Records from a data collection:

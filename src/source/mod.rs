//! Role source module.
//!
//! This module materializes roles on disk:
//! - Shallow git clones, pulls and reference switches through the `git` CLI
//! - Recursive copies of local role directories
//! - Removal of single role directories or all of them

mod copy;
mod git;
mod materializer;

pub use copy::{copy_tree, remove_tree, CopyStats};
pub use git::GitCli;
pub use materializer::{RoleMaterializer, RoleSourceMaterializer};
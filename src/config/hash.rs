//! Role set hashing for change detection.
//!
//! This module provides deterministic hashing of role sets so that the cached
//! set and the desired set can be compared at a glance.

use sha2::{Digest, Sha256};

use super::spec::{RoleSet, RoleSpec};

/// Hasher for computing role set fingerprints.
#[derive(Debug, Default)]
pub struct ConfigHasher;

impl ConfigHasher {
    /// Creates a new hasher.
    #[must_use]
    pub const fn new() -> Self {
        Self
    }

    /// Computes a hash of a whole role set.
    ///
    /// Roles are visited in name order, so two sets with the same content
    /// always hash the same.
    #[must_use]
    pub fn hash_roles(&self, roles: &RoleSet) -> String {
        let mut hasher = Sha256::new();

        for (name, spec) in roles {
            hasher.update(name.as_bytes());
            hasher.update([0]);
            hasher.update(self.hash_role(spec).as_bytes());
        }

        hex::encode(hasher.finalize())
    }

    /// Computes a hash for a single role spec.
    #[must_use]
    pub fn hash_role(&self, spec: &RoleSpec) -> String {
        let mut hasher = Sha256::new();

        hasher.update(spec.location_type.to_string().as_bytes());
        hasher.update([0]);
        hasher.update(spec.location.as_bytes());
        hasher.update([0]);

        // Local roles ignore the ref fields
        if spec.is_git() {
            if let Some(ref_type) = &spec.ref_type {
                hasher.update(ref_type.to_string().as_bytes());
            }
            hasher.update([0]);
            hasher.update(spec.reference().as_bytes());
        }

        hex::encode(hasher.finalize())
    }

    /// Returns a short hash (first 8 characters) for display.
    #[must_use]
    pub fn short_hash(hash: &str) -> &str {
        &hash[..8.min(hash.len())]
    }
}
// Copyright 2025 the Flowbox Authors
// SPDX-License-Identifier: Apache-2.0 OR MIT

/// The paragraph's base direction.
#[derive(Clone, Copy, Debug, PartialEq, Eq, Default)]
#[non_exhaustive]
pub enum BaseDirection {
    /// Choose direction from the first strong character.
    #[default]
    Auto,
    /// Left-to-right.
    Ltr,
    /// Right-to-left.
    Rtl,
}

/// Placement of a row's content along the flow axis.
#[derive(Clone, Copy, Debug, PartialEq, Eq, Default)]
pub enum Justification {
    /// Flush with the leading edge.
    #[default]
    Left,
    /// Flush with the trailing edge.
    Right,
    /// Centered.
    Center,
    /// Distributed across the row; rows without stretchable content are centered.
    Justified,
}

impl Justification {
    /// The row alignment fraction this justification maps to.
    pub fn alignment(self) -> f32 {
        match self {
            Self::Left => 0.0,
            Self::Right => 1.0,
            Self::Center | Self::Justified => 0.5,
        }
    }
}
// Copyright 2025 the Flowbox Authors
// SPDX-License-Identifier: Apache-2.0 OR MIT

//! Fundamental layout vocabulary types.
//!
//! This crate is a lightweight, `no_std` vocabulary layer shared by the box, flow and
//! bidi machinery in `flowbox`. It focuses on small, typed representations of the
//! "leaf" concepts of view layout: axes, break weights, size requirements, integer
//! rectangles and paragraph direction.
//!
//! ## Features
//!
//! - `std` (enabled by default): This is currently unused and is provided for forward compatibility.
//!
//! ## Example
//!
//! ```
//! use layout_primitives::{Axis, BreakWeight, SizeRequirements};
//!
//! let axis = Axis::from_index(1).unwrap();
//! assert_eq!(axis, Axis::Y);
//! assert_eq!(axis.other(), Axis::X);
//!
//! assert!(BreakWeight::FORCED > BreakWeight::EXCELLENT);
//!
//! let fixed = SizeRequirements::fixed(40);
//! assert_eq!(fixed.minimum, fixed.maximum);
//! ```
// LINEBENDER LINT SET - lib.rs - v3
// See https://linebender.org/wiki/canonical-lints/
// These lints shouldn't apply to examples or tests.
#![cfg_attr(not(test), warn(unused_crate_dependencies))]
// These lints shouldn't apply to examples.
#![warn(clippy::print_stdout, clippy::print_stderr)]
// Targeting e.g. 32-bit means structs containing usize can give false positives for 64-bit.
#![cfg_attr(target_pointer_width = "64", warn(clippy::trivially_copy_pass_by_ref))]
// END LINEBENDER LINT SET
#![cfg_attr(docsrs, feature(doc_cfg))]
#![no_std]

mod axis;
mod bidi;
mod break_weight;
mod geometry;
mod requirements;
mod text;

pub use axis::{Axis, InvalidAxis};
pub use bidi::BidiOverride;
pub use break_weight::BreakWeight;
pub use geometry::{Bias, Insets, Rect};
pub use requirements::SizeRequirements;
pub use text::{BaseDirection, Justification};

Task objective: Once you reach the line with "examples or tests." in the data above, copy it and every line after it exactly, up to and including the line with "#![warn(clippy::print_stdout, clippy::print_stderr)]".

Written solution:
// These lints shouldn't apply to examples or tests.
#![cfg_attr(not(test), warn(unused_crate_dependencies))]
// These lints shouldn't apply to examples.
#![warn(clippy::print_stdout, clippy::print_stderr)]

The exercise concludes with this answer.